(Collected data)
= = = =

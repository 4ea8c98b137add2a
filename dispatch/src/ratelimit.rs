use serde::Serialize;
use std::collections::HashMap;
use std::sync::atomic::{AtomicBool, AtomicU64, Ordering};
use std::sync::Arc;
use std::time::{Duration, Instant};
use tokio::sync::Mutex;
use tokio::time::sleep;

use crate::config::RateLimitSettings;
use crate::error::DispatchError;
use crate::metrics::prometheus as metrics;

/// Continuous-refill token bucket. All state transitions take an explicit
/// `now` so the arithmetic is testable without a clock.
#[derive(Debug)]
pub struct TokenBucket {
    rate: f64,
    capacity: f64,
    tokens: f64,
    last_refill: Instant,
}

impl TokenBucket {
    pub fn new(rate: f64, capacity: f64) -> Self {
        Self {
            rate,
            capacity,
            tokens: capacity,
            last_refill: Instant::now(),
        }
    }

    fn refill(&mut self, now: Instant) {
        let elapsed = now.saturating_duration_since(self.last_refill).as_secs_f64();
        if elapsed > 0.0 {
            self.tokens = (self.tokens + elapsed * self.rate).min(self.capacity);
            self.last_refill = now;
        }
    }

    fn try_take(&mut self, cost: f64, now: Instant) -> bool {
        self.refill(now);
        // Small epsilon absorbs float drift from repeated refills.
        if self.tokens + 1e-9 >= cost {
            self.tokens = (self.tokens - cost).max(0.0);
            true
        } else {
            false
        }
    }

    fn put_back(&mut self, cost: f64) {
        self.tokens = (self.tokens + cost).min(self.capacity);
    }

    /// How long until `cost` tokens could be available, assuming no
    /// competing consumers.
    fn wait_hint(&self, cost: f64) -> Duration {
        let missing = (cost - self.tokens).max(0.0);
        Duration::from_secs_f64(missing / self.rate)
    }

    fn available(&mut self, now: Instant) -> f64 {
        self.refill(now);
        self.tokens
    }
}

/// Proof of admission. Created on a successful acquire, refunded once on
/// release; double-release is a no-op.
#[derive(Debug)]
pub struct RequestToken {
    key: Option<String>,
    cost: u32,
    issued_at: Instant,
    completed: AtomicBool,
}

impl RequestToken {
    pub fn key(&self) -> Option<&str> {
        self.key.as_deref()
    }

    pub fn cost(&self) -> u32 {
        self.cost
    }

    pub fn issued_at(&self) -> Instant {
        self.issued_at
    }
}

#[derive(Debug, Clone, Serialize)]
pub struct RateLimiterSnapshot {
    pub granted: u64,
    pub blocked_requests: u64,
    pub timeouts: u64,
    pub global_tokens: f64,
    pub tracked_keys: usize,
}

/// Two-stage admission control: a request must pass the global bucket before
/// its per-key bucket. If the per-key stage times out, the global tokens
/// already consumed are refunded under the global lock before the failure is
/// returned.
pub struct RateLimiter {
    settings: RateLimitSettings,
    global: Mutex<TokenBucket>,
    per_key: Mutex<HashMap<String, Arc<Mutex<TokenBucket>>>>,
    granted: AtomicU64,
    blocked_requests: AtomicU64,
    timeouts: AtomicU64,
}

impl RateLimiter {
    pub fn new(settings: RateLimitSettings) -> Self {
        let global = TokenBucket::new(settings.global_rate, settings.global_capacity);
        Self {
            settings,
            global: Mutex::new(global),
            per_key: Mutex::new(HashMap::new()),
            granted: AtomicU64::new(0),
            blocked_requests: AtomicU64::new(0),
            timeouts: AtomicU64::new(0),
        }
    }

    fn validate_cost(&self, cost: u32, key: Option<&str>) -> Result<(), DispatchError> {
        if cost == 0 {
            return Err(DispatchError::Config(
                "rate limit cost must be positive".to_string(),
            ));
        }
        if (cost as f64) > self.settings.global_capacity {
            return Err(DispatchError::Config(format!(
                "cost {} exceeds global bucket capacity {}",
                cost, self.settings.global_capacity
            )));
        }
        if key.is_some() && (cost as f64) > self.settings.per_key_capacity {
            return Err(DispatchError::Config(format!(
                "cost {} exceeds per-key bucket capacity {}",
                cost, self.settings.per_key_capacity
            )));
        }
        Ok(())
    }

    async fn key_bucket(&self, key: &str) -> Arc<Mutex<TokenBucket>> {
        let mut map = self.per_key.lock().await;
        map.entry(key.to_string())
            .or_insert_with(|| {
                Arc::new(Mutex::new(TokenBucket::new(
                    self.settings.per_key_rate,
                    self.settings.per_key_capacity,
                )))
            })
            .clone()
    }

    /// Sleep-retry until the bucket grants `cost` or the deadline passes.
    /// The lock is only held for the take attempt, never across a sleep.
    async fn wait_on(&self, bucket: &Mutex<TokenBucket>, cost: f64, deadline: Instant) -> bool {
        loop {
            let hint = {
                let mut b = bucket.lock().await;
                if b.try_take(cost, Instant::now()) {
                    return true;
                }
                b.wait_hint(cost)
            };
            let now = Instant::now();
            if now >= deadline {
                return false;
            }
            let remaining = deadline.saturating_duration_since(now);
            sleep(hint.min(remaining).max(Duration::from_millis(5))).await;
        }
    }

    fn timeout_error(&self, key: Option<&str>, started: Instant) -> DispatchError {
        self.timeouts.fetch_add(1, Ordering::Relaxed);
        metrics::inc_rate_limit_timeouts();
        DispatchError::RateLimitTimeout {
            key: key.map(str::to_string),
            waited_ms: started.elapsed().as_millis() as u64,
        }
    }

    /// Blocking admission with a deadline. Global stage first, then the
    /// per-key stage with whatever time is left.
    pub async fn acquire(
        &self,
        key: Option<&str>,
        cost: u32,
        timeout: Duration,
    ) -> Result<RequestToken, DispatchError> {
        self.validate_cost(cost, key)?;
        let started = Instant::now();
        let deadline = started + timeout;

        if !self.wait_on(&self.global, cost as f64, deadline).await {
            return Err(self.timeout_error(key, started));
        }

        if let Some(k) = key {
            let bucket = self.key_bucket(k).await;
            if !self.wait_on(&bucket, cost as f64, deadline).await {
                // Hard contract: the global tokens consumed above must come
                // back before the failure surfaces.
                self.global.lock().await.put_back(cost as f64);
                return Err(self.timeout_error(key, started));
            }
        }

        self.granted.fetch_add(1, Ordering::Relaxed);
        Ok(RequestToken {
            key: key.map(str::to_string),
            cost,
            issued_at: started,
            completed: AtomicBool::new(false),
        })
    }

    /// Non-blocking admission. Returns `None` (and counts a blocked request)
    /// when either stage refuses.
    pub async fn try_acquire(
        &self,
        key: Option<&str>,
        cost: u32,
    ) -> Result<Option<RequestToken>, DispatchError> {
        self.validate_cost(cost, key)?;

        let granted_global = self.global.lock().await.try_take(cost as f64, Instant::now());
        if !granted_global {
            self.blocked_requests.fetch_add(1, Ordering::Relaxed);
            metrics::inc_rate_limit_blocked();
            return Ok(None);
        }

        if let Some(k) = key {
            let bucket = self.key_bucket(k).await;
            let granted_key = bucket.lock().await.try_take(cost as f64, Instant::now());
            if !granted_key {
                self.global.lock().await.put_back(cost as f64);
                self.blocked_requests.fetch_add(1, Ordering::Relaxed);
                metrics::inc_rate_limit_blocked();
                return Ok(None);
            }
        }

        self.granted.fetch_add(1, Ordering::Relaxed);
        Ok(Some(RequestToken {
            key: key.map(str::to_string),
            cost,
            issued_at: Instant::now(),
            completed: AtomicBool::new(false),
        }))
    }

    /// Refund a token. Idempotent.
    pub async fn release(&self, token: &RequestToken) {
        if token.completed.swap(true, Ordering::SeqCst) {
            return;
        }
        self.global.lock().await.put_back(token.cost as f64);
        if let Some(k) = &token.key {
            let bucket = self.key_bucket(k).await;
            bucket.lock().await.put_back(token.cost as f64);
        }
    }

    /// Scoped admission: acquires, runs the future, and releases no matter
    /// how the future resolves.
    pub async fn run_limited<T, F>(
        &self,
        key: Option<&str>,
        cost: u32,
        timeout: Duration,
        fut: F,
    ) -> Result<T, DispatchError>
    where
        F: std::future::Future<Output = T>,
    {
        let token = self.acquire(key, cost, timeout).await?;
        let out = fut.await;
        self.release(&token).await;
        Ok(out)
    }

    pub async fn stats(&self) -> RateLimiterSnapshot {
        let global_tokens = self.global.lock().await.available(Instant::now());
        let tracked_keys = self.per_key.lock().await.len();
        RateLimiterSnapshot {
            granted: self.granted.load(Ordering::Relaxed),
            blocked_requests: self.blocked_requests.load(Ordering::Relaxed),
            timeouts: self.timeouts.load(Ordering::Relaxed),
            global_tokens,
            tracked_keys,
        }
    }
}

#[cfg(test)]
mod tests {
    use super::*;

    fn settings(rate: f64, capacity: f64) -> RateLimitSettings {
        RateLimitSettings {
            global_rate: rate,
            global_capacity: capacity,
            per_key_rate: rate,
            per_key_capacity: capacity,
            acquire_timeout_secs: 5,
        }
    }

    #[test]
    fn bucket_never_exceeds_capacity() {
        let start = Instant::now();
        let mut b = TokenBucket::new(4.0, 10.0);
        // A long idle period must clamp at capacity, not overflow.
        b.refill(start + Duration::from_secs(3600));
        assert!(b.tokens <= 10.0);
        assert!((b.tokens - 10.0).abs() < 1e-6);
    }

    #[test]
    fn bucket_refills_one_token_after_inverse_rate() {
        let start = Instant::now();
        let mut b = TokenBucket::new(4.0, 10.0);
        for _ in 0..10 {
            assert!(b.try_take(1.0, start));
        }
        assert!(!b.try_take(1.0, start));
        // 1/rate seconds later exactly one token is back.
        let later = start + Duration::from_millis(250);
        assert!(b.try_take(1.0, later));
        assert!(!b.try_take(1.0, later));
    }

    #[test]
    fn bucket_burst_limited_to_capacity() {
        let start = Instant::now();
        let mut b = TokenBucket::new(4.0, 10.0);
        let mut granted = 0;
        for _ in 0..50 {
            if b.try_take(1.0, start) {
                granted += 1;
            }
        }
        assert_eq!(granted, 10);
    }

    #[tokio::test]
    async fn zero_cost_is_a_config_error() {
        let limiter = RateLimiter::new(settings(4.0, 10.0));
        let err = limiter.acquire(None, 0, Duration::from_secs(1)).await;
        assert!(matches!(err, Err(DispatchError::Config(_))));
        let err = limiter.try_acquire(None, 0).await;
        assert!(matches!(err, Err(DispatchError::Config(_))));
    }

    #[tokio::test]
    async fn try_acquire_counts_blocked_requests() {
        let limiter = RateLimiter::new(settings(0.01, 2.0));
        assert!(limiter.try_acquire(None, 1).await.unwrap().is_some());
        assert!(limiter.try_acquire(None, 1).await.unwrap().is_some());
        assert!(limiter.try_acquire(None, 1).await.unwrap().is_none());
        let snap = limiter.stats().await;
        assert_eq!(snap.granted, 2);
        assert_eq!(snap.blocked_requests, 1);
    }

    #[tokio::test]
    async fn release_refunds_tokens() {
        let limiter = RateLimiter::new(settings(0.01, 2.0));
        let t1 = limiter.try_acquire(None, 1).await.unwrap().unwrap();
        let _t2 = limiter.try_acquire(None, 1).await.unwrap().unwrap();
        assert!(limiter.try_acquire(None, 1).await.unwrap().is_none());

        limiter.release(&t1).await;
        assert!(limiter.try_acquire(None, 1).await.unwrap().is_some());

        // Double release must not mint extra tokens.
        limiter.release(&t1).await;
        assert!(limiter.try_acquire(None, 1).await.unwrap().is_none());
    }

    #[tokio::test]
    async fn eleventh_acquire_blocks_until_refill() {
        let limiter = RateLimiter::new(settings(4.0, 10.0));
        for _ in 0..10 {
            assert!(limiter.try_acquire(None, 1).await.unwrap().is_some());
        }
        let started = Instant::now();
        let token = limiter
            .acquire(None, 1, Duration::from_secs(2))
            .await
            .expect("acquire should succeed once a token refills");
        // rate=4 means one token every 250ms.
        assert!(started.elapsed() >= Duration::from_millis(200));
        limiter.release(&token).await;
    }

    #[tokio::test]
    async fn per_key_timeout_refunds_global_tokens() {
        let mut s = settings(0.01, 10.0);
        s.per_key_rate = 0.01;
        s.per_key_capacity = 1.0;
        let limiter = RateLimiter::new(s);

        // Drain the key bucket, leave the token outstanding.
        let _held = limiter
            .acquire(Some("explorer"), 1, Duration::from_millis(50))
            .await
            .unwrap();

        let before = limiter.stats().await.global_tokens;
        let err = limiter
            .acquire(Some("explorer"), 1, Duration::from_millis(100))
            .await;
        assert!(matches!(err, Err(DispatchError::RateLimitTimeout { .. })));

        let after = limiter.stats().await.global_tokens;
        // The failed attempt must not have leaked a global token.
        assert!((after - before).abs() < 0.2, "before={before} after={after}");
        assert_eq!(limiter.stats().await.timeouts, 1);
    }

    #[tokio::test]
    async fn run_limited_releases_on_error_paths() {
        let limiter = RateLimiter::new(settings(0.01, 1.0));
        let out: Result<Result<(), &str>, _> = limiter
            .run_limited(None, 1, Duration::from_millis(50), async { Err("boom") })
            .await;
        assert!(matches!(out, Ok(Err("boom"))));
        // Token came back even though the inner future failed.
        assert!(limiter.try_acquire(None, 1).await.unwrap().is_some());
    }
}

= = = =

Task :: Your answer must consist solely of the lines from the top of the entries above through the line containing "use tokio::time::sleep;", copied exactly, both ends included.

Completed exercise ::
repository 4ea8c98b137add2a
filename dispatch/src/ratelimit.rs
use serde::Serialize;
use std::collections::HashMap;
use std::sync::atomic::{AtomicBool, AtomicU64, Ordering};
use std::sync::Arc;
use std::time::{Duration, Instant};
use tokio::sync::Mutex;
use tokio::time::sleep;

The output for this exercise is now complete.